* [Activity] Each line from the beginning of the data below through the line containing "per-node parent arcs." should be repeated exactly, please.

Task input below:

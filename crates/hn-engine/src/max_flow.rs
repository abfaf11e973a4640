//! Edmonds-Karp maximum flow with multi-sink aggregation.
//!
//! The residual network is a paired forward/reverse arc list; BFS walks
//! arcs in insertion order, so augmenting-path selection is deterministic.
//! Multi-sink queries get a synthetic aggregation node on a scoped copy of
//! the network; callers never observe it.

use hn_core::NodeId;
use hn_graph::{EdgeValue, Graph};
use tracing::debug;

use crate::error::{EngineResult, GraphError};

/// One edge of the resulting assignment; only positive flows are reported.
#[derive(Debug, Clone, Copy, PartialEq)]
pub struct FlowEdge {
    pub from: NodeId,
    pub to: NodeId,
    pub flow: f64,
}

/// Maximum flow value plus the edge-level assignment that realizes it.
///
/// The assignment is not decomposed into source-to-sink paths.
#[derive(Debug, Clone)]
pub struct MaxFlow {
    pub value: f64,
    pub edges: Vec<FlowEdge>,
}

struct Arc {
    from: usize,
    to: usize,
    cap: f64,
    flow: f64,
}

/// Residual network. Forward arcs sit at even indices; `i ^ 1` is the
/// paired reverse arc.
struct Residual {
    adj: Vec<Vec<usize>>,
    arcs: Vec<Arc>,
}

impl Residual {
    fn new(slots: usize) -> Self {
        Self {
            adj: vec![Vec::new(); slots],
            arcs: Vec::new(),
        }
    }

    fn push(&mut self, from: usize, to: usize, cap: f64) {
        let idx = self.arcs.len();
        self.arcs.push(Arc {
            from,
            to,
            cap,
            flow: 0.0,
        });
        self.adj[from].push(idx);
        self.arcs.push(Arc {
            from: to,
            to: from,
            cap: 0.0,
            flow: 0.0,
        });
        self.adj[to].push(idx + 1);
    }

    fn residual(&self, arc: usize) -> f64 {
        self.arcs[arc].cap - self.arcs[arc].flow
    }

    /// Shortest augmenting path via BFS; returns per-node parent arcs.
    fn bfs(&self, source: usize, target: usize) -> Option<Vec<Option<usize>>> {
        let mut parent: Vec<Option<usize>> = vec![None; self.adj.len()];
        let mut seen = vec![false; self.adj.len()];
        let mut queue = std::collections::VecDeque::new();
        seen[source] = true;
        queue.push_back(source);

        while let Some(u) = queue.pop_front() {
            for &a in &self.adj[u] {
                let v = self.arcs[a].to;
                if !seen[v] && self.residual(a) > 0.0 {
                    seen[v] = true;
                    parent[v] = Some(a);
                    if v == target {
                        return Some(parent);
                    }
                    queue.push_back(v);
                }
            }
        }
        None
    }
}

/// Compute the maximum flow from `source` to one or more `sinks`.
///
/// With several sinks, each is joined to a synthetic aggregation node whose
/// inbound edges carry the sum of all capacities in the graph (a safe
/// stand-in for unlimited capacity); the synthetic node is stripped from
/// the result. Worst case O(V·E²).
pub fn max_flow(graph: &Graph, source: &str, sinks: &[&str]) -> EngineResult<MaxFlow> {
    if sinks.is_empty() {
        return Err(GraphError::NoSinks);
    }
    let src = graph
        .node_id(source)
        .ok_or_else(|| GraphError::UnknownNode {
            name: source.to_string(),
        })?;
    let mut sink_ids = Vec::with_capacity(sinks.len());
    for sink in sinks {
        let id = graph.node_id(sink).ok_or_else(|| GraphError::UnknownNode {
            name: sink.to_string(),
        })?;
        if id == src {
            return Err(GraphError::SourceIsSink {
                name: sink.to_string(),
            });
        }
        sink_ids.push(id);
    }

    // Validate capacities and compute the aggregation stand-in capacity.
    let mut total_capacity = 0.0;
    for edge in graph.edges() {
        let cap = EdgeValue::FlowCapacity.resolve(&edge.attrs);
        if cap < 0.0 {
            return Err(GraphError::NegativeCapacity {
                from: graph.node_name(edge.from).unwrap_or("?").to_string(),
                to: graph.node_name(edge.to).unwrap_or("?").to_string(),
                value: cap,
            });
        }
        total_capacity += cap;
    }

    let n = graph.node_count();
    let super_sink = (sink_ids.len() > 1).then_some(n);
    let slots = n + usize::from(super_sink.is_some());

    let mut net = Residual::new(slots);
    for node in graph.nodes() {
        for edge in graph.out_edges(node.id) {
            let cap = EdgeValue::FlowCapacity.resolve(&edge.attrs);
            net.push(edge.from.index() as usize, edge.to.index() as usize, cap);
        }
    }
    if let Some(agg) = super_sink {
        for &sink in &sink_ids {
            net.push(sink.index() as usize, agg, total_capacity);
        }
    }

    let source_slot = src.index() as usize;
    let target_slot = super_sink.unwrap_or(sink_ids[0].index() as usize);

    let mut value = 0.0;
    let mut rounds = 0u64;
    while let Some(parent) = net.bfs(source_slot, target_slot) {
        // Bottleneck along the augmenting path; the walk stops at the
        // source, whose parent arc is unset.
        let mut bottleneck = f64::INFINITY;
        let mut v = target_slot;
        while let Some(a) = parent[v] {
            bottleneck = bottleneck.min(net.residual(a));
            v = net.arcs[a].from;
        }

        let mut v = target_slot;
        while let Some(a) = parent[v] {
            net.arcs[a].flow += bottleneck;
            net.arcs[a ^ 1].flow -= bottleneck;
            v = net.arcs[a].from;
        }

        value += bottleneck;
        rounds += 1;
    }
    debug!(source, value, rounds, "max flow converged");

    // Report positive forward flows, dropping anything touching the
    // synthetic node.
    let mut edges = Vec::new();
    for a in (0..net.arcs.len()).step_by(2) {
        let arc = &net.arcs[a];
        if Some(arc.to) == super_sink || Some(arc.from) == super_sink {
            continue;
        }
        if arc.flow > 0.0 {
            edges.push(FlowEdge {
                from: NodeId::from_index(arc.from as u32),
                to: NodeId::from_index(arc.to as u32),
                flow: arc.flow,
            });
        }
    }

    Ok(MaxFlow { value, edges })
}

End of Task input.

* [Task output]
filename crates/hn-engine/src/max_flow.rs
repository abfaf11e973a4640
//! Edmonds-Karp maximum flow with multi-sink aggregation.
//!
//! The residual network is a paired forward/reverse arc list; BFS walks
//! arcs in insertion order, so augmenting-path selection is deterministic.
//! Multi-sink queries get a synthetic aggregation node on a scoped copy of
//! the network; callers never observe it.

use hn_core::NodeId;
use hn_graph::{EdgeValue, Graph};
use tracing::debug;

use crate::error::{EngineResult, GraphError};

/// One edge of the resulting assignment; only positive flows are reported.
#[derive(Debug, Clone, Copy, PartialEq)]
pub struct FlowEdge {
    pub from: NodeId,
    pub to: NodeId,
    pub flow: f64,
}

/// Maximum flow value plus the edge-level assignment that realizes it.
///
/// The assignment is not decomposed into source-to-sink paths.
#[derive(Debug, Clone)]
pub struct MaxFlow {
    pub value: f64,
    pub edges: Vec<FlowEdge>,
}

struct Arc {
    from: usize,
    to: usize,
    cap: f64,
    flow: f64,
}

/// Residual network. Forward arcs sit at even indices; `i ^ 1` is the
/// paired reverse arc.
struct Residual {
    adj: Vec<Vec<usize>>,
    arcs: Vec<Arc>,
}

impl Residual {
    fn new(slots: usize) -> Self {
        Self {
            adj: vec![Vec::new(); slots],
            arcs: Vec::new(),
        }
    }

    fn push(&mut self, from: usize, to: usize, cap: f64) {
        let idx = self.arcs.len();
        self.arcs.push(Arc {
            from,
            to,
            cap,
            flow: 0.0,
        });
        self.adj[from].push(idx);
        self.arcs.push(Arc {
            from: to,
            to: from,
            cap: 0.0,
            flow: 0.0,
        });
        self.adj[to].push(idx + 1);
    }

    fn residual(&self, arc: usize) -> f64 {
        self.arcs[arc].cap - self.arcs[arc].flow
    }

    /// Shortest augmenting path via BFS; returns per-node parent arcs.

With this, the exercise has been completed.